» **Task to complete**: Pick out every line of the entries below where "RealFileSystem" occurs, and copy those lines.

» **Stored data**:
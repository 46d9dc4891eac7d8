// src/watch/path_utils.rs

//! Utility functions for path handling in the watchers.

use std::path::{Component, Path, PathBuf};

/// Directory names whose contents never hold ignore files worth loading.
pub const SKIP_DIRS: &[&str] = &[crate::filter::VCS_DIR, crate::filter::BUILD_DIR];

/// Express `path` relative to `base`.
///
/// - First we try a direct `strip_prefix(base)`.
/// - If that fails (e.g. due to symlinks or different absolute prefixes),
///   we canonicalize both paths and try again.
///
/// Returns `None` if `path` is outside `base`, i.e. reaching it from `base`
/// would need a `..` traversal.
pub fn relative_to(base: &Path, path: &Path) -> Option<PathBuf> {
    if let Ok(rel) = path.strip_prefix(base) {
        return Some(rel.to_path_buf());
    }

    // Removed files cannot be canonicalized; those only ever match through
    // the fast path above.
    if let (Ok(base_canon), Ok(path_canon)) = (base.canonicalize(), path.canonicalize()) {
        if let Ok(rel) = path_canon.strip_prefix(&base_canon) {
            return Some(rel.to_path_buf());
        }
    }

    None
}

/// Whether the final component of `path` is one of `names`.
pub fn has_file_name(path: &Path, names: &[String]) -> bool {
    path.file_name()
        .and_then(|n| n.to_str())
        .is_some_and(|name| names.iter().any(|n| n == name))
}

/// Whether `path` sits inside one of [`SKIP_DIRS`] below `root`.
///
/// Only components under `root` count, so a project that itself lives in a
/// directory named `target` is still watched.
pub fn in_skipped_dir(root: &Path, path: &Path) -> bool {
    let Some(rel) = relative_to(root, path) else {
        return false;
    };
    let Some(parent) = rel.parent() else {
        return false;
    };
    parent.components().any(|c| match c {
        Component::Normal(name) => name.to_str().is_some_and(|n| SKIP_DIRS.contains(&n)),
        _ => false,
    })
}

#[cfg(test)]
mod tests {
    use super::*;

    #[test]
    fn nested_path_is_relative() {
        assert_eq!(
            relative_to(Path::new("/p"), Path::new("/p/src/main.rs")),
            Some(PathBuf::from("src/main.rs"))
        );
    }

    #[test]
    fn sibling_and_parent_paths_escape() {
        assert_eq!(relative_to(Path::new("/p/a"), Path::new("/p/b/x.rs")), None);
        assert_eq!(relative_to(Path::new("/p/a"), Path::new("/p/x.rs")), None);
        // A shared string prefix is not a shared directory.
        assert_eq!(relative_to(Path::new("/p/a"), Path::new("/p/ab/x.rs")), None);
    }

    #[test]
    fn file_name_matching() {
        let names = vec![".gitignore".to_string(), ".ignore".to_string()];
        assert!(has_file_name(Path::new("/p/sub/.ignore"), &names));
        assert!(!has_file_name(Path::new("/p/sub/.gitignore.bak"), &names));
        assert!(!has_file_name(Path::new("/"), &names));
    }

    #[test]
    fn skipped_dirs_count_only_below_the_root() {
        let root = Path::new("/home/u/target/proj");
        assert!(in_skipped_dir(root, Path::new("/home/u/target/proj/target/x/.gitignore")));
        assert!(in_skipped_dir(root, Path::new("/home/u/target/proj/.git/.gitignore")));
        assert!(!in_skipped_dir(root, Path::new("/home/u/target/proj/.gitignore")));
        assert!(!in_skipped_dir(root, Path::new("/home/u/target/proj/src/.ignore")));
        assert!(!in_skipped_dir(root, Path::new("/elsewhere/target/.gitignore")));
    }
}
// src/fs/mod.rs

//! Minimal filesystem interface used for ignore-file discovery and loading.
//!
//! Config resolution, discovery and rule loading all read through
//! [`FileSystem`], so they run against [`mock::MockFileSystem`] in tests.

use std::fmt::Debug;
use std::fs;
use std::path::{Path, PathBuf};

use anyhow::{Context, Result};

pub mod mock;

/// Abstract filesystem interface.
pub trait FileSystem: Send + Sync + Debug {
    /// Read a whole file as UTF-8.
    fn read_to_string(&self, path: &Path) -> Result<String>;
    fn exists(&self, path: &Path) -> bool;
    fn is_file(&self, path: &Path) -> bool;
    fn is_dir(&self, path: &Path) -> bool;
    fn canonicalize(&self, path: &Path) -> Result<PathBuf>;

    /// Full paths of the entries of a directory, sorted.
    fn read_dir(&self, path: &Path) -> Result<Vec<PathBuf>>;
}

/// Implementation that uses `std::fs`. Symlinks are followed.
#[derive(Debug, Clone, Copy, Default)]
pub struct RealFileSystem;

impl FileSystem for RealFileSystem {
    fn read_to_string(&self, path: &Path) -> Result<String> {
        fs::read_to_string(path).with_context(|| format!("reading {}", path.display()))
    }

    fn exists(&self, path: &Path) -> bool {
        path.exists()
    }

    fn is_file(&self, path: &Path) -> bool {
        path.is_file()
    }

    fn is_dir(&self, path: &Path) -> bool {
        path.is_dir()
    }

    fn canonicalize(&self, path: &Path) -> Result<PathBuf> {
        fs::canonicalize(path).with_context(|| format!("resolving {}", path.display()))
    }

    fn read_dir(&self, path: &Path) -> Result<Vec<PathBuf>> {
        let mut entries = fs::read_dir(path)
            .with_context(|| format!("listing {}", path.display()))?
            .map(|entry| entry.map(|e| e.path()))
            .collect::<std::io::Result<Vec<_>>>()
            .with_context(|| format!("listing {}", path.display()))?;
        entries.sort();
        Ok(entries)
    }
}
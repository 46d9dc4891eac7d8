// src/watch/mod.rs

//! File watching and change detection.
//!
//! This module is responsible for:
//! - Turning raw `notify` events into typed [`WatchEvent`]s, with a synthetic
//!   "initial scan complete" signal.
//! - Tracking ignore-definition files and rebuilding rule sets when they
//!   change.
//! - Filtering primary events through the current rule sets and debouncing
//!   trigger attempts.
//!
//! It does **not** start processes; it only decides when a batch of commands
//! should be attempted.

pub mod debounce;
pub mod ignore_files;
pub mod path_utils;
pub mod primary;
pub mod source;

pub use debounce::{Debounce, Debouncer};
pub use ignore_files::{IgnoreFileWatchState, RuleReloader, spawn_ignore_file_watcher};
pub use primary::PrimaryWatcher;
pub use source::{
    EventSource, NotifySource, SourceMessage, Subscription, SubscriptionOptions, WatchEvent,
};
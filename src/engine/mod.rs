// src/engine/mod.rs

//! Orchestration engine for cargo-watch-plus.
//!
//! This module ties together:
//! - the primary watcher (ignore filtering, readiness, debounce)
//! - the command supervisor (running set, overlap and idle policies)
//! - the main runtime event loop that reacts to:
//!   - rule set snapshots from the ignore-file watcher
//!   - file-system events from the primary subscription
//!   - command exits
//!   - shutdown signals
//!
//! The pure core state machine lives in [`core`]; the async/IO shell is
//! implemented in [`runtime`].

use crate::filter::IgnoreRuleSet;
use crate::watch::WatchEvent;

/// Command identity: the literal command string.
pub type CommandName = String;

/// How a command ended, for bookkeeping only.
#[derive(Debug, Clone, PartialEq, Eq)]
pub enum CommandOutcome {
    Success,
    /// Non-zero exit; `None` when terminated by a signal.
    Failed(Option<i32>),
    /// The process could not be started at all.
    SpawnFailed(String),
}

/// Events flowing into the core runtime.
#[derive(Debug, Clone)]
pub enum RuntimeEvent {
    /// A fresh, complete list of rule sets from the ignore-file watcher.
    RulesReloaded(Vec<IgnoreRuleSet>),
    /// A notification from the primary subscription.
    Source(WatchEvent),
    /// A spawned command finished (or failed to start).
    CommandExited {
        command: CommandName,
        outcome: CommandOutcome,
    },
    /// Graceful shutdown requested (e.g. Ctrl-C).
    ShutdownRequested,
}

pub mod core;
pub mod runtime;

pub use core::{CoreCommand, CoreRuntime, CoreStep};
pub use runtime::Runtime;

» **Output for this exercise**:
pub struct RealFileSystem;
impl FileSystem for RealFileSystem {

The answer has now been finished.